Updated on November 03, 2011
M.J. asks from Minneapolis, MN
13 answers

When I was a teenager I had many problems with anxiety. I got over it with therapy, but then mid 20's I started a really bad habit. I never had acne in my teens and early 20's. If fact I had great skin... When I hit 25 and had a mis-carriage and some hormonal imbalance I got a few pimples, nothing more than that. However when i touched my face I would feel the bumps. I un-conciously would start picking and scratching them. Not even popping them but scratching them out. Leaving scratches, gouges, and sores on my face and neck. It wasnt so noticeable at first cause I didnt have many. If anyone would ask what happened, i would say Mosquito bite, or cat scratch or something to avoid saying what I was doing.
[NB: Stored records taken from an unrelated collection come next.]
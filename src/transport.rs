use serde::{Deserialize, Serialize};

use crate::{
    accumulator::{Clock as _, RequestBody, RequestStart, SystemClock},
    correlator::CaptureEvent,
    entry::{FinalizedEntry, Headers, TabId},
    har_import::{self, HarImportError},
    service::CorrelatorHandle,
};

/// One JSON line read from the capture layer.
#[derive(Debug, Deserialize)]
#[serde(tag = "type", rename_all = "snake_case", rename_all_fields = "camelCase")]
pub enum InboundMessage {
    RequestStart {
        request_id: WireRequestId,
        tab_id: TabId,
        url: String,
        #[serde(default = "default_method")]
        method: String,
        #[serde(alias = "timeStamp")]
        timestamp: f64,
        #[serde(default)]
        resource_type: String,
        #[serde(default)]
        frame_id: i64,
        #[serde(default)]
        request_body: Option<RequestBody>,
    },
    RequestHeaders {
        request_id: WireRequestId,
        #[serde(default)]
        headers: Vec<WireHeader>,
    },
    ResponseHeaders {
        request_id: WireRequestId,
        status_code: u16,
        #[serde(default)]
        status_line: String,
        #[serde(default)]
        headers: Vec<WireHeader>,
    },
    RequestSucceeded {
        request_id: WireRequestId,
        #[serde(alias = "timeStamp")]
        timestamp: f64,
        #[serde(default)]
        from_cache: bool,
        #[serde(default, alias = "ip")]
        server_ip: Option<String>,
    },
    RequestFailed {
        request_id: WireRequestId,
        #[serde(alias = "timeStamp")]
        timestamp: f64,
        #[serde(alias = "error")]
        error_code: String,
    },
    TabClosed {
        tab_id: TabId,
    },
    Navigated {
        tab_id: TabId,
    },
    ReconcileLog {
        tab_id: TabId,
        entries: Vec<FinalizedEntry>,
    },
    ReconcileHar {
        tab_id: TabId,
        entries: serde_json::Value,
    },
    GetEntries {
        tab_id: TabId,
    },
    ClearEntries {
        tab_id: TabId,
    },
}

/// Request ids arrive as strings from some platforms and integers from others.
#[derive(Debug, Clone, PartialEq, Eq, Deserialize)]
#[serde(untagged)]
pub enum WireRequestId {
    Text(String),
    Number(i64),
}

impl WireRequestId {
    pub fn into_string(self) -> String {
        match self {
            Self::Text(text) => text,
            Self::Number(number) => number.to_string(),
        }
    }
}

/// Platform header shape; `binaryValue` is used when the value is not valid text.
#[derive(Debug, Clone, PartialEq, Eq, Deserialize)]
#[serde(rename_all = "camelCase")]
pub struct WireHeader {
    pub name: String,
    #[serde(default)]
    pub value: Option<String>,
    #[serde(default)]
    pub binary_value: Option<Vec<u8>>,
}

impl WireHeader {
    fn into_pair(self) -> (String, String) {
        let value = match (self.value, self.binary_value) {
            (Some(value), _) => value,
            (None, Some(bytes)) => String::from_utf8_lossy(&bytes).into_owned(),
            (None, None) => String::new(),
        };
        (self.name, value)
    }
}

fn default_method() -> String {
    "GET".to_owned()
}

fn headers(wire: Vec<WireHeader>) -> Headers {
    wire.into_iter().map(WireHeader::into_pair).collect()
}

#[derive(Debug, Clone, PartialEq, Serialize)]
#[serde(tag = "type", rename_all = "snake_case", rename_all_fields = "camelCase")]
pub enum OutboundMessage {
    Entries {
        tab_id: TabId,
        entries: Vec<FinalizedEntry>,
    },
    Cleared {
        tab_id: TabId,
        removed: bool,
    },
    Error {
        message: String,
    },
}

impl OutboundMessage {
    pub fn to_line(&self) -> serde_json::Result<String> {
        serde_json::to_string(self)
    }
}

/// A decoded line: either an event for the correlator or a query that expects a reply.
#[derive(Debug, Clone, PartialEq)]
pub enum Inbound {
    Event(CaptureEvent),
    GetEntries { tab_id: TabId },
    ClearEntries { tab_id: TabId },
}

#[derive(Debug)]
pub enum TransportError {
    Malformed(serde_json::Error),
    InvalidHar(HarImportError),
}

impl std::fmt::Display for TransportError {
    fn fmt(&self, f: &mut std::fmt::Formatter<'_>) -> std::fmt::Result {
        match self {
            Self::Malformed(err) => write!(f, "malformed message: {err}"),
            Self::InvalidHar(err) => write!(f, "invalid reconcile_har entries: {err}"),
        }
    }
}

impl std::error::Error for TransportError {
    fn source(&self) -> Option<&(dyn std::error::Error + 'static)> {
        match self {
            Self::Malformed(err) => Some(err),
            Self::InvalidHar(err) => Some(err),
        }
    }
}

impl InboundMessage {
    /// `now_ms` stands in for missing start times in `reconcile_har` entries.
    pub fn into_inbound(self, now_ms: f64) -> Result<Inbound, TransportError> {
        let inbound = match self {
            Self::RequestStart {
                request_id,
                tab_id,
                url,
                method,
                timestamp,
                resource_type,
                frame_id,
                request_body,
            } => Inbound::Event(CaptureEvent::RequestStart(RequestStart {
                request_id: request_id.into_string(),
                tab_id,
                url,
                method,
                timestamp_ms: timestamp,
                resource_type,
                frame_id,
                request_body,
            })),
            Self::RequestHeaders {
                request_id,
                headers: wire,
            } => Inbound::Event(CaptureEvent::RequestHeaders {
                request_id: request_id.into_string(),
                headers: headers(wire),
            }),
            Self::ResponseHeaders {
                request_id,
                status_code,
                status_line,
                headers: wire,
            } => Inbound::Event(CaptureEvent::ResponseHeaders {
                request_id: request_id.into_string(),
                status_code,
                status_line,
                headers: headers(wire),
            }),
            Self::RequestSucceeded {
                request_id,
                timestamp,
                from_cache,
                server_ip,
            } => Inbound::Event(CaptureEvent::RequestSucceeded {
                request_id: request_id.into_string(),
                timestamp_ms: timestamp,
                from_cache,
                server_ip,
            }),
            Self::RequestFailed {
                request_id,
                timestamp,
                error_code,
            } => Inbound::Event(CaptureEvent::RequestFailed {
                request_id: request_id.into_string(),
                timestamp_ms: timestamp,
                error_code,
            }),
            Self::TabClosed { tab_id } => Inbound::Event(CaptureEvent::TabClosed { tab_id }),
            Self::Navigated { tab_id } => Inbound::Event(CaptureEvent::Navigated { tab_id }),
            Self::ReconcileLog { tab_id, entries } => {
                Inbound::Event(CaptureEvent::ReconcileLog { tab_id, entries })
            }
            Self::ReconcileHar { tab_id, entries } => {
                let entries = har_import::entries_from_document(&entries, now_ms)
                    .map_err(TransportError::InvalidHar)?;
                Inbound::Event(CaptureEvent::ReconcileLog { tab_id, entries })
            }
            Self::GetEntries { tab_id } => Inbound::GetEntries { tab_id },
            Self::ClearEntries { tab_id } => Inbound::ClearEntries { tab_id },
        };
        Ok(inbound)
    }
}

/// Decodes one line. Blank lines decode to `None`.
pub fn decode_line(line: &str, now_ms: f64) -> Result<Option<Inbound>, TransportError> {
    let line = line.trim();
    if line.is_empty() {
        return Ok(None);
    }
    let message: InboundMessage = serde_json::from_str(line).map_err(TransportError::Malformed)?;
    message.into_inbound(now_ms).map(Some)
}

/// Decodes `line` and forwards it to the service. Queries produce a reply;
/// malformed lines produce an error reply and are otherwise skipped.
pub async fn dispatch_line(
    handle: &CorrelatorHandle,
    line: &str,
) -> anyhow::Result<Option<OutboundMessage>> {
    let inbound = match decode_line(line, SystemClock.now_ms()) {
        Ok(Some(inbound)) => inbound,
        Ok(None) => return Ok(None),
        Err(err) => {
            tracing::warn!("skipping inbound line: {err}");
            return Ok(Some(OutboundMessage::Error {
                message: err.to_string(),
            }));
        }
    };

    match inbound {
        Inbound::Event(event) => {
            handle.send(event).await?;
            Ok(None)
        }
        Inbound::GetEntries { tab_id } => Ok(Some(OutboundMessage::Entries {
            tab_id,
            entries: handle.entries(tab_id).await?,
        })),
        Inbound::ClearEntries { tab_id } => Ok(Some(OutboundMessage::Cleared {
            tab_id,
            removed: handle.clear_entries(tab_id).await?,
        })),
    }
}

#[cfg(test)]
mod tests {
    use std::time::Duration;

    use serde_json::{Value, json};

    use super::{Inbound, OutboundMessage, TransportError, decode_line, dispatch_line};
    use crate::{
        accumulator::{ManualClock, RequestStart},
        correlator::{CaptureEvent, Correlator, CorrelatorSettings},
        history::HistoryStore,
        service,
    };

    fn decode(value: Value) -> Inbound {
        decode_line(&value.to_string(), 0.0).unwrap().unwrap()
    }

    #[test]
    fn request_start_accepts_numeric_ids_and_fills_defaults() {
        let inbound = decode(json!({
            "type": "request_start",
            "requestId": 42,
            "tabId": 7,
            "url": "https://a.test/",
            "timestamp": 1000.5
        }));

        assert_eq!(
            inbound,
            Inbound::Event(CaptureEvent::RequestStart(RequestStart {
                request_id: "42".to_owned(),
                tab_id: 7,
                url: "https://a.test/".to_owned(),
                method: "GET".to_owned(),
                timestamp_ms: 1000.5,
                resource_type: String::new(),
                frame_id: 0,
                request_body: None,
            }))
        );
    }

    #[test]
    fn request_body_and_platform_headers_are_decoded() {
        let inbound = decode(json!({
            "type": "request_start",
            "requestId": "r1",
            "tabId": 1,
            "url": "https://a.test/",
            "method": "POST",
            "timestamp": 0,
            "requestBody": {"raw": [{"bytes": [97, 61, 49]}], "formData": null}
        }));
        let Inbound::Event(CaptureEvent::RequestStart(start)) = inbound else {
            panic!("expected request start, got {inbound:?}");
        };
        let raw = start.request_body.unwrap().raw.unwrap();
        assert_eq!(raw[0].bytes.as_deref(), Some(&b"a=1"[..]));

        let inbound = decode(json!({
            "type": "response_headers",
            "requestId": "r1",
            "statusCode": 200,
            "statusLine": "HTTP/1.1 200 OK",
            "headers": [
                {"name": "Content-Length", "value": "5"},
                {"name": "X-Bin", "binaryValue": [104, 105]},
                {"name": "X-Empty"}
            ]
        }));
        assert_eq!(
            inbound,
            Inbound::Event(CaptureEvent::ResponseHeaders {
                request_id: "r1".to_owned(),
                status_code: 200,
                status_line: "HTTP/1.1 200 OK".to_owned(),
                headers: vec![
                    ("Content-Length".to_owned(), "5".to_owned()),
                    ("X-Bin".to_owned(), "hi".to_owned()),
                    ("X-Empty".to_owned(), String::new()),
                ],
            })
        );
    }

    #[test]
    fn failure_accepts_platform_error_field() {
        let inbound = decode(json!({
            "type": "request_failed",
            "requestId": "r2",
            "timeStamp": 10,
            "error": "net::ERR_ABORTED"
        }));
        assert_eq!(
            inbound,
            Inbound::Event(CaptureEvent::RequestFailed {
                request_id: "r2".to_owned(),
                timestamp_ms: 10.0,
                error_code: "net::ERR_ABORTED".to_owned(),
            })
        );
    }

    #[test]
    fn reconcile_har_is_normalized_into_entries() {
        let inbound = decode(json!({
            "type": "reconcile_har",
            "tabId": 3,
            "entries": {"log": {"entries": [{"request": {"url": "https://a.test/"}, "time": 4}]}}
        }));
        let Inbound::Event(CaptureEvent::ReconcileLog { tab_id, entries }) = inbound else {
            panic!("expected reconcile log, got {inbound:?}");
        };
        assert_eq!(tab_id, 3);
        assert_eq!(entries.len(), 1);
        assert_eq!(entries[0].elapsed_ms, 4.0);
    }

    #[test]
    fn malformed_lines_are_reported() {
        assert!(decode_line("   ", 0.0).unwrap().is_none());
        assert!(matches!(
            decode_line("{not json", 0.0),
            Err(TransportError::Malformed(_))
        ));
        assert!(matches!(
            decode_line(r#"{"type":"teleport","tabId":1}"#, 0.0),
            Err(TransportError::Malformed(_))
        ));
        assert!(matches!(
            decode_line(r#"{"type":"reconcile_har","tabId":1,"entries":{"log":{}}}"#, 0.0),
            Err(TransportError::InvalidHar(_))
        ));
    }

    #[test]
    fn outbound_messages_use_camel_case_fields() {
        let line = OutboundMessage::Cleared {
            tab_id: 4,
            removed: true,
        }
        .to_line()
        .unwrap();
        assert_eq!(line, r#"{"type":"cleared","tabId":4,"removed":true}"#);

        let line = OutboundMessage::Entries {
            tab_id: 1,
            entries: Vec::new(),
        }
        .to_line()
        .unwrap();
        assert_eq!(line, r#"{"type":"entries","tabId":1,"entries":[]}"#);
    }

    #[tokio::test]
    async fn dispatch_feeds_events_and_answers_queries() {
        let correlator = Correlator::new(
            Box::new(ManualClock::at(0.0)),
            CorrelatorSettings::default(),
            HistoryStore::default(),
        );
        let (handle, join) = service::spawn(correlator, Duration::from_secs(60));

        let lines = [
            r#"{"type":"request_start","requestId":"r1","tabId":5,"url":"https://a.test/","timestamp":100}"#,
            r#"{"type":"request_succeeded","requestId":"r1","timestamp":130,"fromCache":false,"serverIp":"1.2.3.4"}"#,
        ];
        for line in lines {
            assert!(dispatch_line(&handle, line).await.unwrap().is_none());
        }

        let reply = dispatch_line(&handle, r#"{"type":"get_entries","tabId":5}"#)
            .await
            .unwrap()
            .unwrap();
        let OutboundMessage::Entries { tab_id, entries } = reply else {
            panic!("expected entries reply, got {reply:?}");
        };
        assert_eq!(tab_id, 5);
        assert_eq!(entries.len(), 1);
        assert_eq!(entries[0].network.server_ip, "1.2.3.4");

        let reply = dispatch_line(&handle, "garbage").await.unwrap().unwrap();
        assert!(matches!(reply, OutboundMessage::Error { .. }));

        let reply = dispatch_line(&handle, r#"{"type":"clear_entries","tabId":5}"#)
            .await
            .unwrap();
        assert_eq!(
            reply,
            Some(OutboundMessage::Cleared {
                tab_id: 5,
                removed: true
            })
        );

        drop(handle);
        join.await.unwrap();
    }
}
Now as I am getting older, I am gettin a mid-life acne issue after my 3rd born. When i met my current husband at 30 he used to ask why I did it, and he wouldnt understand and made fun of me. Now that my 3rd was born, I am doing it SO much, I am getting worse acne and its causing me to just tear at my face. My neck and face are full of sores that I try to hide with make up. I have not gone to therapy for it yet, might do so not sure. Though I do it not even knowingly. I think i do it in my minimal sleep as well. I cant tell people why I do it cause I dont know why. Is there a good way to stop a destructive habit that anyone knows of? I prefer people answering that had habit issues like this, over those that are not aware of how hard it is to stop one.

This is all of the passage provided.